Review: Barbara Rubin and the Exploding NY Underground

by Andrew Parker

The documentary Barbara Rubin and the Exploding NY Underground is as close as we’re likely to get to a genuine biography of one of cinema’s most elusive artists and psychologically toughest nuts to crack. It’s also an important look at one of the most unjustly overlooked female filmmakers in history, who operated during a time when experimentation in art, cinema, and literature was almost exclusively male dominated and produced. A great film about Barbara Rubin has been needed for quite some time now, and while director Chuck Smith and his interview subjects do their best to piece together their subject’s mysterious and almost otherworldly personality and works, we might never know the full picture. It’s that uncertainty that makes Smith’s compact documentary all the more fascinating and mind expanding. As much as viewers (and the film’s talking heads) might try, none of them will ever be able to get on Barbara Rubin’s level.

Not much is known about Rubin outside of the fact that she grew up in 1950s Queens, New York as part of a middle class Jewish family. In her mid and late teens, her parents had Barbara institutionalized for acting out, but the exact diagnoses given remain somewhat elusive. While institutionalized she got heavily into drugs and hallucinogens. After she was released, she was introduced to avant garde filmmaker, publicist, and critic Jonas Mekas by a family friend. She began interning with the Film-Makers Cooperative, which included a veritable who’s who of famous, male directors and writers. Using her knowledge of drugs as a bizarre “in” to this boy’s club, Barbara began making movies of her own. Her most famous film, Christmas on Earth, debuted in 1963 when Rubin was only 18. Christmas on Earth, which uses the dual projection of sexually explicit images tinted with coloured gels, caused such a stir within the film community that it unseated Allen Ginsberg’s equally explicit and patently unscreenable Flaming Creatures as the most controversial and celebrated movie to come out of the NY Underground film scene. From there, she became friends with the likes of Ginsberg, Andy Warhol, Lou Reed, and Bob Dylan.

Barbara Rubin and the Exploding NY Underground (which first screened in Toronto at Hot Docs in 2018) tells the story of its subject’s rise to prominence among her peers with a great deal of ease, mostly because it was the part of the artist’s life that was best documented and that most people witnessed. A lot of other facts surrounding Rubin’s life are a lot more inscrutable and unsurprisingly weird. She wanted to make a big budget, all star sequel to Christmas on Earth, and she even wrote Walt Disney of all people to try to secure funding and connections for its ambitious production. She convinced Ginberg – whose baby she wanted to have, despite the fact that he was gay – to purchase an enormous farm and turn it into a drug rehab facility for artists because she thought it had spiritual vibes (which it didn’t, and the whole thing was a massive bust). Not long after that, Barbara, spurred on by randomly passing an orphanage one day, renounced her life’s work up to that point and became an Orthodox Jew. She was dead by the age of 35.

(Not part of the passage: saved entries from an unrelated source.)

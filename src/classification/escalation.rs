//! Escalation policy.
//!
//! Police involvement and community-only resolution are mutually exclusive:
//! `police_needed` implies `!community_resolution`. Every code path that
//! builds or mutates a [`Classification`] finishes with [`enforce`], which
//! re-derives the dependent fields from the authoritative ones.

use crate::classification::category::RecommendedAction;
use crate::classification::classifier::Classification;

/// Clamp urgency to 1..=10 and re-derive the dependent fields.
pub fn enforce(classification: &mut Classification) {
    classification.urgency_score = classification.urgency_score.clamp(1, 10);
    if let Some(intensity) = classification.emotion_intensity {
        classification.emotion_intensity = Some(intensity.clamp(1, 10));
    }
    classification.community_resolution = !classification.police_needed;
    classification.recommended_action =
        RecommendedAction::for_urgency(classification.urgency_score);
}

/// Mark a classification as needing police and re-derive.
pub fn escalate_to_police(classification: &mut Classification, reason: &str) {
    classification.police_needed = true;
    if !classification.key_indicators.iter().any(|k| k == reason) {
        classification.key_indicators.push(reason.to_string());
    }
    enforce(classification);
}

/// Check the invariant without mutating.
pub fn holds(classification: &Classification) -> bool {
    !(classification.police_needed && classification.community_resolution)
        && classification.recommended_action
            == RecommendedAction::for_urgency(classification.urgency_score)
        && (1..=10).contains(&classification.urgency_score)
}

#[cfg(test)]
mod tests {
    use super::*;
    use crate::classification::category::Category;
    use crate::classification::classifier::classify;

    #[test]
    fn test_invariant_holds_for_every_category() {
        for category in Category::ALL {
            let c = Classification::from_category(category, None);
            assert!(holds(&c), "{}", category);
            if c.police_needed {
                assert!(!c.community_resolution, "{}", category);
            } else {
                assert!(c.community_resolution, "{}", category);
            }
        }
    }

    #[test]
    fn test_enforce_repairs_contradiction() {
        let mut c = classify("someone is following me");
        c.police_needed = true;
        assert!(c.community_resolution);
        assert!(!holds(&c));

        enforce(&mut c);
        assert!(!c.community_resolution);
        assert!(holds(&c));
    }

    #[test]
    fn test_enforce_clamps_urgency() {
        let mut c = classify("hello");
        c.urgency_score = 42;
        enforce(&mut c);
        assert_eq!(c.urgency_score, 10);
        assert_eq!(c.recommended_action, RecommendedAction::DispatchImmediate);

        c.urgency_score = 0;
        enforce(&mut c);
        assert_eq!(c.urgency_score, 1);
    }

    #[test]
    fn test_escalate_to_police() {
        let mut c = classify("guys keep catcalling");
        escalate_to_police(&mut c, "external escalation");
        assert!(c.police_needed);
        assert!(!c.community_resolution);
        assert!(c.key_indicators.contains(&"external escalation".to_string()));
    }
}
//! Runtime configuration.
//!
//! Every threshold and simulation constant used by the triage core lives in
//! [`TriageConfig`]. The host process passes it as JSON (the same way it
//! hands over message payloads); `SAFETYNET_*` environment variables
//! override individual fields.

use std::path::Path;
use std::time::Duration;

use anyhow::Context;
use serde::{Deserialize, Serialize};

use crate::error::TriageError;

/// Which reply text the engine produces for each processed message.
#[derive(Debug, Clone, Copy, PartialEq, Eq, Serialize, Deserialize)]
#[serde(rename_all = "snake_case")]
pub enum ReplyMode {
    /// Survivor-facing guided script for the current flow state.
    Guided,
    /// Operator-facing analysis block (category, urgency, reasoning, ...).
    Operator,
}

impl ReplyMode {
    pub fn parse(value: &str) -> Option<Self> {
        match value.trim().to_lowercase().as_str() {
            "guided" => Some(ReplyMode::Guided),
            "operator" => Some(ReplyMode::Operator),
            _ => None,
        }
    }
}

#[derive(Debug, Clone, PartialEq, Serialize, Deserialize)]
#[serde(default)]
pub struct TriageConfig {
    /// Urgency at or above which a responder is dispatched.
    pub dispatch_threshold: u8,
    /// Urgency that forces the conversation into EMERGENCY.
    pub emergency_override_urgency: u8,
    /// Starting distance for dispatches at the override urgency.
    pub critical_baseline_km: f64,
    /// Starting distance for every other dispatch.
    pub standard_baseline_km: f64,
    /// Distance removed from each live dispatch per tick.
    pub tick_step_km: f64,
    /// ETA label multiplier: `ceil(distance * eta_minutes_per_km)`.
    pub eta_minutes_per_km: f64,
    pub tick_interval_ms: u64,
    /// Upper bound on the advisory AI call.
    pub ai_timeout_ms: u64,
    pub session_idle_timeout_secs: u64,
    /// Number of processed message keys remembered for replay detection.
    pub dedup_capacity: usize,
    pub max_message_chars: usize,
    /// Also send a community responder when police involvement is needed.
    pub dispatch_when_police_needed: bool,
    pub reply_mode: ReplyMode,
}

impl Default for TriageConfig {
    fn default() -> Self {
        Self {
            dispatch_threshold: 8,
            emergency_override_urgency: 10,
            critical_baseline_km: 1.5,
            standard_baseline_km: 2.4,
            tick_step_km: 0.15,
            eta_minutes_per_km: 2.5,
            tick_interval_ms: 1_000,
            ai_timeout_ms: 2_500,
            session_idle_timeout_secs: 1_800,
            dedup_capacity: 1_024,
            max_message_chars: 1_600,
            dispatch_when_police_needed: true,
            reply_mode: ReplyMode::Guided,
        }
    }
}

impl TriageConfig {
    /// Parse a JSON document; missing fields take their defaults.
    pub fn from_json(json: &str) -> Result<Self, TriageError> {
        let config: TriageConfig = serde_json::from_str(json)
            .map_err(|e| TriageError::InvalidConfig(format!("JSON parse error: {}", e)))?;
        config.validate()?;
        Ok(config)
    }

    /// Load from a JSON file, then apply environment overrides.
    pub fn load(path: impl AsRef<Path>) -> anyhow::Result<Self> {
        let path = path.as_ref();
        let raw = std::fs::read_to_string(path)
            .with_context(|| format!("reading config file {}", path.display()))?;
        let mut config = Self::from_json(&raw)
            .with_context(|| format!("parsing config file {}", path.display()))?;
        config.apply_env_overrides()?;
        Ok(config)
    }

    /// Apply `SAFETYNET_*` environment variable overrides and re-validate.
    pub fn apply_env_overrides(&mut self) -> Result<(), TriageError> {
        self.apply_overrides(|key| std::env::var(key).ok())
    }

    fn apply_overrides<F>(&mut self, lookup: F) -> Result<(), TriageError>
    where
        F: Fn(&str) -> Option<String>,
    {
        fn parsed<T: std::str::FromStr>(key: &str, raw: String) -> Result<T, TriageError> {
            raw.trim()
                .parse::<T>()
                .map_err(|_| TriageError::InvalidConfig(format!("{}={:?} is not valid", key, raw)))
        }

        if let Some(v) = lookup("SAFETYNET_DISPATCH_THRESHOLD") {
            self.dispatch_threshold = parsed("SAFETYNET_DISPATCH_THRESHOLD", v)?;
        }
        if let Some(v) = lookup("SAFETYNET_TICK_STEP_KM") {
            self.tick_step_km = parsed("SAFETYNET_TICK_STEP_KM", v)?;
        }
        if let Some(v) = lookup("SAFETYNET_TICK_INTERVAL_MS") {
            self.tick_interval_ms = parsed("SAFETYNET_TICK_INTERVAL_MS", v)?;
        }
        if let Some(v) = lookup("SAFETYNET_AI_TIMEOUT_MS") {
            self.ai_timeout_ms = parsed("SAFETYNET_AI_TIMEOUT_MS", v)?;
        }
        if let Some(v) = lookup("SAFETYNET_SESSION_IDLE_TIMEOUT_SECS") {
            self.session_idle_timeout_secs = parsed("SAFETYNET_SESSION_IDLE_TIMEOUT_SECS", v)?;
        }
        if let Some(v) = lookup("SAFETYNET_DISPATCH_WHEN_POLICE_NEEDED") {
            self.dispatch_when_police_needed = parsed("SAFETYNET_DISPATCH_WHEN_POLICE_NEEDED", v)?;
        }
        if let Some(v) = lookup("SAFETYNET_REPLY_MODE") {
            self.reply_mode = ReplyMode::parse(&v).ok_or_else(|| {
                TriageError::InvalidConfig(format!("SAFETYNET_REPLY_MODE={:?} is not valid", v))
            })?;
        }

        self.validate()
    }

    pub fn validate(&self) -> Result<(), TriageError> {
        if !(1..=10).contains(&self.dispatch_threshold) {
            return Err(TriageError::InvalidConfig(
                "dispatch_threshold must be within 1..=10".to_string(),
            ));
        }
        if !(1..=10).contains(&self.emergency_override_urgency) {
            return Err(TriageError::InvalidConfig(
                "emergency_override_urgency must be within 1..=10".to_string(),
            ));
        }
        if self.tick_step_km <= 0.0 || !self.tick_step_km.is_finite() {
            return Err(TriageError::InvalidConfig(
                "tick_step_km must be a positive number".to_string(),
            ));
        }
        for (name, value) in [
            ("critical_baseline_km", self.critical_baseline_km),
            ("standard_baseline_km", self.standard_baseline_km),
            ("eta_minutes_per_km", self.eta_minutes_per_km),
        ] {
            if value < 0.0 || !value.is_finite() {
                return Err(TriageError::InvalidConfig(format!(
                    "{} must be a non-negative number",
                    name
                )));
            }
        }
        if self.tick_interval_ms == 0 {
            return Err(TriageError::InvalidConfig(
                "tick_interval_ms must be at least 1".to_string(),
            ));
        }
        if self.max_message_chars == 0 {
            return Err(TriageError::InvalidConfig(
                "max_message_chars must be at least 1".to_string(),
            ));
        }
        Ok(())
    }

    pub fn ai_timeout(&self) -> Duration {
        Duration::from_millis(self.ai_timeout_ms)
    }

    pub fn tick_interval(&self) -> Duration {
        Duration::from_millis(self.tick_interval_ms)
    }

    /// Starting distance for a new dispatch at the given urgency.
    pub fn baseline_km(&self, urgency: u8) -> f64 {
        if urgency >= self.emergency_override_urgency {
            self.critical_baseline_km
        } else {
            self.standard_baseline_km
        }
    }
}

#[cfg(test)]
mod tests {
    use super::*;
    use std::collections::HashMap;

    #[test]
    fn test_defaults_are_valid() {
        let config = TriageConfig::default();
        assert!(config.validate().is_ok());
        assert_eq!(config.dispatch_threshold, 8);
        assert_eq!(config.reply_mode, ReplyMode::Guided);
    }

    #[test]
    fn test_from_json_partial() {
        let config = TriageConfig::from_json(r#"{"dispatch_threshold": 7, "reply_mode": "operator"}"#)
            .unwrap();
        assert_eq!(config.dispatch_threshold, 7);
        assert_eq!(config.reply_mode, ReplyMode::Operator);
        assert_eq!(config.tick_step_km, 0.15);
    }

    #[test]
    fn test_from_json_rejects_invalid() {
        assert!(TriageConfig::from_json(r#"{"dispatch_threshold": 0}"#).is_err());
        assert!(TriageConfig::from_json(r#"{"tick_step_km": -1.0}"#).is_err());
        assert!(TriageConfig::from_json("not json").is_err());
    }

    #[test]
    fn test_env_overrides() {
        let vars: HashMap<&str, &str> = HashMap::from([
            ("SAFETYNET_DISPATCH_THRESHOLD", "9"),
            ("SAFETYNET_REPLY_MODE", "OPERATOR"),
            ("SAFETYNET_DISPATCH_WHEN_POLICE_NEEDED", "false"),
        ]);
        let mut config = TriageConfig::default();
        config
            .apply_overrides(|key| vars.get(key).map(|v| v.to_string()))
            .unwrap();

        assert_eq!(config.dispatch_threshold, 9);
        assert_eq!(config.reply_mode, ReplyMode::Operator);
        assert!(!config.dispatch_when_police_needed);
    }

    #[test]
    fn test_env_override_parse_error() {
        let mut config = TriageConfig::default();
        let result = config.apply_overrides(|key| {
            (key == "SAFETYNET_TICK_STEP_KM").then(|| "fast".to_string())
        });
        assert!(result.is_err());
    }

    #[test]
    fn test_baseline_by_urgency() {
        let config = TriageConfig::default();
        assert_eq!(config.baseline_km(10), 1.5);
        assert_eq!(config.baseline_km(9), 2.4);
        assert_eq!(config.baseline_km(8), 2.4);
        assert!(config.baseline_km(10) < config.baseline_km(8));
    }
}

None of the family, friends, and critics asked to speak on camera throughout Barbara Rubin and the Exploding NY Underground pretend to know what she was going through or theorize about what it must’ve been like to be inside her head, which given the nature of her films is probably the right course of action. Everyone Smith approaches opens up to him the best they can about Rubin, and they’re more keen to talk about what it was like to be caught up in Barbara’s orbit rather than discuss the potential meanings of her work. What the viewer sees in Rubin’s work is all many will end up knowing about her. Instead of taking a deep dive into Rubin’s complicated psyche, Smith’s interview subjects – including Mekas, who passed away this past January and who kept most of Rubin’s work and letters (including the beard she severed from Ginsberg’s face) – talk about her energy and force. Rubin had a spirit that some flocked to and others feared, a quality that’s reflected in all of the various archival footage on display here.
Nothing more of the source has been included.